From a quantitative point of view "popular fiction" is in one sense not exactly
popular: although, for example, SF as a whole commands a large audience and produces some
best-sellers, the typical SF novel has only a small sale and the SF magazines have only a
miniscule audience. The concept of "easy accessibility" is also subject to question:
many SF stories are accessible to "nearly everyone," not in their specifically
generic aspects, but only in those they share with fiction of all types. That is to say,
popular fiction, and especially SF, does sometimes provoke thought and so may make a story
worthwhile (serious) even though it is marred by melodrama and sentimentality. And, one
may add, some so-called serious fiction provokes no thought and so is mere entertainment
however artistically wrought. As one who is no longer much entertained by mere
entertainment, I prefer the thought-provoking to the merely artistic.

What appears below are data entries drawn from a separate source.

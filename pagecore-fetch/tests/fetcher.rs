//! Fetcher behavior against a local mock origin.

use std::sync::Arc;
use std::time::Duration;

use wiremock::matchers::{header, method, path};
use wiremock::{Mock, MockServer, ResponseTemplate};

use pagecore_base::stats::Statistics;
use pagecore_base::timer::{SharedTimer, SystemTimer};
use pagecore_cache::{HttpCache, HttpCacheResult, InMemoryCache};
use pagecore_fetch::{
    CollectingHandler, FetchOutcome, InPlaceRecorder, RateControllingFetcher, ReqwestUrlFetcher,
    RequestContext, UrlFetcher,
};

fn timer() -> SharedTimer {
    Arc::new(SystemTimer::new())
}

fn fetcher(timeout_ms: u64) -> ReqwestUrlFetcher {
    ReqwestUrlFetcher::builder()
        .with_timeout_ms(timeout_ms)
        .build(timer())
        .unwrap()
}

#[tokio::test]
async fn test_success_delivers_headers_then_body() {
    let server = MockServer::start().await;
    Mock::given(method("GET"))
        .and(path("/page"))
        .respond_with(
            ResponseTemplate::new(200)
                .insert_header("Content-Type", "text/html")
                .set_body_bytes(b"<html>hi</html>".to_vec()),
        )
        .mount(&server)
        .await;

    let fetcher = fetcher(5_000);
    let mut handler = CollectingHandler::new();
    let outcome = fetcher
        .fetch(RequestContext::new(format!("{}/page", server.uri())), &mut handler)
        .await;

    assert_eq!(outcome, FetchOutcome::Success);
    let headers = handler.headers.unwrap();
    assert_eq!(headers.status_code, 200);
    assert_eq!(headers.lookup_first("content-type"), Some("text/html"));
    assert_eq!(handler.body, b"<html>hi</html>");
    assert_eq!(handler.outcome, Some(FetchOutcome::Success));
}

#[tokio::test]
async fn test_request_headers_are_forwarded() {
    let server = MockServer::start().await;
    Mock::given(method("GET"))
        .and(path("/auth"))
        .and(header("X-Probe", "1"))
        .respond_with(ResponseTemplate::new(200))
        .mount(&server)
        .await;

    let fetcher = fetcher(5_000);
    let mut handler = CollectingHandler::new();
    let request = RequestContext::new(format!("{}/auth", server.uri())).with_header("X-Probe", "1");
    assert_eq!(fetcher.fetch(request, &mut handler).await, FetchOutcome::Success);
}

#[tokio::test]
async fn test_http_error_status_still_delivers_body() {
    let server = MockServer::start().await;
    Mock::given(method("GET"))
        .and(path("/missing"))
        .respond_with(ResponseTemplate::new(404).set_body_bytes(b"gone".to_vec()))
        .mount(&server)
        .await;

    let fetcher = fetcher(5_000);
    let mut handler = CollectingHandler::new();
    let outcome = fetcher
        .fetch(
            RequestContext::new(format!("{}/missing", server.uri())),
            &mut handler,
        )
        .await;

    assert_eq!(outcome, FetchOutcome::HttpError(404));
    assert_eq!(handler.headers.unwrap().status_code, 404);
    assert_eq!(handler.body, b"gone");
}

#[tokio::test]
async fn test_slow_origin_times_out() {
    let server = MockServer::start().await;
    Mock::given(method("GET"))
        .and(path("/slow"))
        .respond_with(ResponseTemplate::new(200).set_delay(Duration::from_secs(30)))
        .mount(&server)
        .await;

    let fetcher = fetcher(300);
    let mut handler = CollectingHandler::new();
    let outcome = fetcher
        .fetch(RequestContext::new(format!("{}/slow", server.uri())), &mut handler)
        .await;

    assert_eq!(outcome, FetchOutcome::TimedOut);
    assert_eq!(handler.outcome, Some(FetchOutcome::TimedOut));
}

#[tokio::test]
async fn test_pre_canceled_request_never_hits_origin() {
    let server = MockServer::start().await;
    // No mounted mocks: any received request would 404 and fail the
    // outcome assertion below.
    let fetcher = fetcher(5_000);
    let mut handler = CollectingHandler::new();
    let request = RequestContext::new(format!("{}/x", server.uri()));
    request.cancel.request();

    let outcome = fetcher.fetch(request, &mut handler).await;
    assert_eq!(outcome, FetchOutcome::Canceled);
    assert!(server.received_requests().await.unwrap().is_empty());
}

#[tokio::test]
async fn test_unreachable_origin_is_a_connect_error() {
    let fetcher = fetcher(2_000);
    let mut handler = CollectingHandler::new();
    let outcome = fetcher
        .fetch(RequestContext::new("http://127.0.0.1:1/"), &mut handler)
        .await;
    assert_eq!(outcome, FetchOutcome::ConnectError);
}

#[tokio::test]
async fn test_rate_controlled_fetch_end_to_end() {
    let server = MockServer::start().await;
    Mock::given(method("GET"))
        .respond_with(ResponseTemplate::new(200).set_body_bytes(b"ok".to_vec()))
        .mount(&server)
        .await;

    let stats = RateControllingFetcher::register_stats(Statistics::builder()).local();
    let limited = RateControllingFetcher::new(Arc::new(fetcher(5_000)), &stats, 2, 2, 10);

    for i in 0..5 {
        let mut handler = CollectingHandler::new();
        let outcome = limited
            .fetch(RequestContext::new(format!("{}/r{i}", server.uri())), &mut handler)
            .await;
        assert_eq!(outcome, FetchOutcome::Success);
    }
    assert_eq!(stats.find_variable("fetch_active").get(), 0);
}

#[tokio::test]
async fn test_recorder_captures_live_fetch_into_cache() {
    let server = MockServer::start().await;
    Mock::given(method("GET"))
        .and(path("/asset.css"))
        .respond_with(
            ResponseTemplate::new(200)
                .insert_header("Cache-Control", "max-age=600")
                .set_body_bytes(b"body{color:red}".to_vec()),
        )
        .mount(&server)
        .await;

    let stats = HttpCache::register_stats(Statistics::builder()).local();
    let cache = Arc::new(HttpCache::new(
        Arc::new(InMemoryCache::new("mem")),
        timer(),
        &stats,
    ));
    let pool = Arc::new(InPlaceRecorder::new(cache.clone(), 1 << 20, 4));

    let url = format!("{}/asset.css", server.uri());
    let fetcher = fetcher(5_000);
    let mut handler = pool.wrap(url.clone(), Box::new(CollectingHandler::new()));
    let outcome = fetcher.fetch(RequestContext::new(url.clone()), &mut handler).await;
    assert_eq!(outcome, FetchOutcome::Success);

    match cache.get(&url).await {
        HttpCacheResult::Found { body, .. } => assert_eq!(body.as_slice(), b"body{color:red}"),
        other => panic!("expected recorded hit, got {other:?}"),
    }
}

Finally, the opposition popular/serious or sentimental/thought-provoking holds only
when the opposition youngish/mature is also invoked: for children and adolescents popular
fiction does provoke thought and so for them is serious fiction. That some grownups never
become sophisticated enough to appreciate serious fiction is our problem as educators.
Even so, it must be said that Park succeeds in his purpose of providing principles by
which we may understand why the popular arts appeal to us as well as to those we may
regard, with respect to literature, as our intellectual inferiors.--RDM.
Another Oxymoron?
Colin Manlove. Christian
Fantasy: from 1200 to the Present. Notre Dame, IN: University of
Notre Dame Press, 1992. x+356. $32.95.
"Christian fantasy," as defined in Colin Manlove's latest monograph, is
"fiction dealing with the Christian supernatural, often in an imagined world" (5).

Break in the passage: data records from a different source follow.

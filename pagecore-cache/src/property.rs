//! Cohort-grouped per-URL property storage
//!
//! Small attributes about a URL (rendered image dimensions, critical
//! CSS fingerprints) are grouped into cohorts expected to change at
//! similar rates. A page read issues one `multi_get` across all cohort
//! keys; each cohort is written back independently so fast-moving
//! cohorts do not force rewrites of slow ones. Every property tracks a
//! 64-write sliding mask of whether recent writes changed its value,
//! from which stability is derived.

use std::collections::HashMap;
use std::sync::Arc;

use tracing::{debug, warn};

use pagecore_base::SharedBuffer;
use pagecore_base::timer::SharedTimer;

use crate::interface::CacheBackend;
use crate::{Error, Result};

/// Key prefix for all property-cache entries.
const CACHE_KEY_PREFIX: &str = "PCACHE";

/// Width of the update mask: how many recent writes are remembered.
pub const STABILITY_WINDOW: u32 = 64;

/// Default stability threshold, in mutations per 1000 writes.
pub const DEFAULT_MUTATIONS_PER_1000_THRESHOLD: u64 = 300;

/// A named group of properties stored and written together.
#[derive(Clone, Debug, PartialEq, Eq, Hash)]
pub struct Cohort {
    name: String,
}

impl Cohort {
    pub fn name(&self) -> &str {
        &self.name
    }
}

/// One property value with its write history.
#[derive(Clone, Debug, PartialEq, Eq)]
pub struct PropertyValue {
    bytes: Vec<u8>,
    write_timestamp_us: i64,
    update_mask: u64,
    num_writes: u32,
}

impl PropertyValue {
    fn new(bytes: Vec<u8>, now_us: i64) -> Self {
        // The first write is itself a change; the mask starts with one
        // bit shifted in so a brand-new property reads as volatile.
        Self {
            bytes,
            write_timestamp_us: now_us,
            update_mask: 1,
            num_writes: 1,
        }
    }

    pub fn bytes(&self) -> &[u8] {
        &self.bytes
    }

    pub fn write_timestamp_us(&self) -> i64 {
        self.write_timestamp_us
    }

    pub fn update_mask(&self) -> u64 {
        self.update_mask
    }

    /// Shift the change bit for a new write into the mask.
    fn record_write(&mut self, bytes: Vec<u8>, now_us: i64) {
        let changed = self.bytes != bytes;
        self.update_mask = (self.update_mask << 1) | u64::from(changed);
        self.num_writes = self.num_writes.saturating_add(1);
        self.bytes = bytes;
        self.write_timestamp_us = now_us;
    }

    /// True when the fraction of value-changing writes in the window is
    /// strictly below `mutations_per_1000`.
    pub fn is_stable(&self, mutations_per_1000: u64) -> bool {
        let window = self.num_writes.clamp(1, STABILITY_WINDOW) as u64;
        let changes = u64::from(self.update_mask.count_ones());
        changes * 1000 < mutations_per_1000 * window
    }

    /// True when the value's last write is older than `ttl_ms`. The TTL
    /// is caller-supplied because it is usually derived from other
    /// configuration.
    pub fn is_expired(&self, now_us: i64, ttl_ms: i64) -> bool {
        now_us - self.write_timestamp_us > ttl_ms * 1000
    }
}

/// In-flight view of every property for one URL key.
///
/// Pages are read-before-written: a cohort write on a page that was
/// never read is a programming error and is rejected.
pub struct PropertyPage {
    key: String,
    was_read: bool,
    read_succeeded: bool,
    values: HashMap<String, HashMap<String, PropertyValue>>,
}

impl PropertyPage {
    pub fn new(key: impl Into<String>) -> Self {
        Self {
            key: key.into(),
            was_read: false,
            read_succeeded: false,
            values: HashMap::new(),
        }
    }

    pub fn key(&self) -> &str {
        &self.key
    }

    pub fn was_read(&self) -> bool {
        self.was_read
    }

    /// True when every cohort lookup decoded successfully.
    pub fn read_succeeded(&self) -> bool {
        self.read_succeeded
    }

    /// Current value of `(cohort, name)`, if any.
    pub fn value(&self, cohort: &Cohort, name: &str) -> Option<&PropertyValue> {
        self.values.get(cohort.name())?.get(name)
    }

    fn cohort_values(&self, cohort: &Cohort) -> Option<&HashMap<String, PropertyValue>> {
        self.values.get(cohort.name())
    }
}

/// Per-URL, per-cohort attribute store with stability tracking.
pub struct PropertyCache {
    backend: Arc<dyn CacheBackend>,
    timer: SharedTimer,
    cohorts: Vec<Cohort>,
    enabled: bool,
}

Because such works, no matter how diverse they may be otherwise, presuppose Christian
belief, they constitute a genre as apparently oxymoronic as SF itself. What role can
fiction or the fantastic play in dealing with truth (or, in this case, the truth)? None at
all for those who believe the Bible is the complete and sufficient word of God. But for
the authors Manlove considers there is value in making the familiar surprising, in
awakening believers to what has been taken for granted, in gradually unveiling truth
through mystery and wonder.
Manlove's approach is to examine the changing role of the imagination in the
development of Christian fantasy from the French Queste del Graal(1215-30)
through Dante, the Middle English Pearl, Spenser, Marlowe, the Metaphysical
Poets, Milton, Bunyan, and Blake to George MacDonald, Charles Kingsley, Charles Williams,
and C.S. Lewis. As this list makes clear, modern (i.e., post-Romantic) Christian fantasy
differs qualitatively from the earlier tradition and, in Manlove's view, is in decline. No
longer is it written by authors of the first rank, it becomes far more fictive and
inventive as the authority of Biblical supernaturalism declines and thus less fearful of
the dangers of imagination (indeed, Manlove notes that "now it actively invokes
our imagination" [163]), and it is more immanentist in its orientation to the divine,
finding God within the world rather than apart from it.

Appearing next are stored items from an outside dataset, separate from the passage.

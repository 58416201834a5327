//! # Invoice Calculator
//!
//! Derives the bill figures from a cart. Nothing is cached: callers build a
//! fresh [`Invoice`] every time the bill is shown.
//!
//! ```text
//! subtotal = Σ unit_price × quantity
//! tax      = subtotal × GST_RATE      (10%, half-up to the paisa)
//! total    = subtotal + tax
//! ```

use serde::Serialize;

use crate::cart::{Cart, CartLine};
use crate::money::Money;
use crate::types::{CatalogId, TaxRate};

/// GST charged on every bill. Fixed; not configurable.
pub const GST_RATE: TaxRate = TaxRate::from_bps(1000);

/// Sum of all line totals.
pub fn subtotal(cart: &Cart) -> Money {
    cart.lines().iter().map(CartLine::line_total).sum()
}

/// GST on a subtotal.
#[inline]
pub fn tax(subtotal: Money) -> Money {
    subtotal.calculate_tax(GST_RATE)
}

/// Subtotal plus GST.
pub fn total(cart: &Cart) -> Money {
    let subtotal = subtotal(cart);
    subtotal + tax(subtotal)
}

/// One priced row of the bill.
#[derive(Debug, Clone, PartialEq, Eq, Serialize)]
#[serde(rename_all = "camelCase")]
pub struct InvoiceLine {
    pub id: CatalogId,
    pub name: String,
    pub quantity: i64,
    pub unit_price: Money,
    pub line_total: Money,
}

impl From<&CartLine> for InvoiceLine {
    fn from(line: &CartLine) -> Self {
        InvoiceLine {
            id: line.id,
            name: line.name.clone(),
            quantity: line.quantity,
            unit_price: line.unit_price,
            line_total: line.line_total(),
        }
    }
}

/// A computed bill.
#[derive(Debug, Clone, PartialEq, Eq, Serialize)]
#[serde(rename_all = "camelCase")]
pub struct Invoice {
    pub lines: Vec<InvoiceLine>,
    pub subtotal: Money,
    pub tax_rate: TaxRate,
    pub tax: Money,
    pub total: Money,
}

impl Invoice {
    /// Computes the bill for the current cart.
    ///
    /// ## Example
    /// ```rust
    /// use raira_core::{catalog, Cart, CatalogId, Invoice, Money};
    ///
    /// let mut cart = Cart::new();
    /// cart.add_item(catalog::get(CatalogId::new(4)).unwrap(), 1).unwrap();
    /// cart.add_item(catalog::get(CatalogId::new(5)).unwrap(), 1).unwrap();
    ///
    /// let invoice = Invoice::from_cart(&cart);
    /// assert_eq!(invoice.subtotal, Money::from_rupees(550));
    /// assert_eq!(invoice.tax, Money::from_rupees(55));
    /// assert_eq!(invoice.total, Money::from_rupees(605));
    /// ```
    pub fn from_cart(cart: &Cart) -> Self {
        let subtotal = subtotal(cart);
        let tax = tax(subtotal);

        Invoice {
            lines: cart.lines().iter().map(InvoiceLine::from).collect(),
            subtotal,
            tax_rate: GST_RATE,
            tax,
            total: subtotal + tax,
        }
    }

    /// Checks if the bill has no lines.
    #[inline]
    pub fn is_empty(&self) -> bool {
        self.lines.is_empty()
    }
}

Christian fantasy is now much less common, to Manlove's regret. He finds only three
clear twentieth century examples: Williams, Lewis, and T. F. Powys. Otherwise, there is
simply fantasy which "may be Christian" (Tolkien), religious fantasy which is not
Christian, and science fiction which "transfers numinous awe from God to the alien or
the remote" (209). His final chapter reviews these developments and includes brief
treatments of SF works by Wyndham, Blish, Clarke, Miller, Farmer, Lessing, and Dick.
As with all Manlove's work, Christian Fantasy is well written and well
informed. For readers of SFS it provides a thoughtful counterpoint to the development of
science fiction.--Robert Galbreath, University of North Carolina at Greensboro.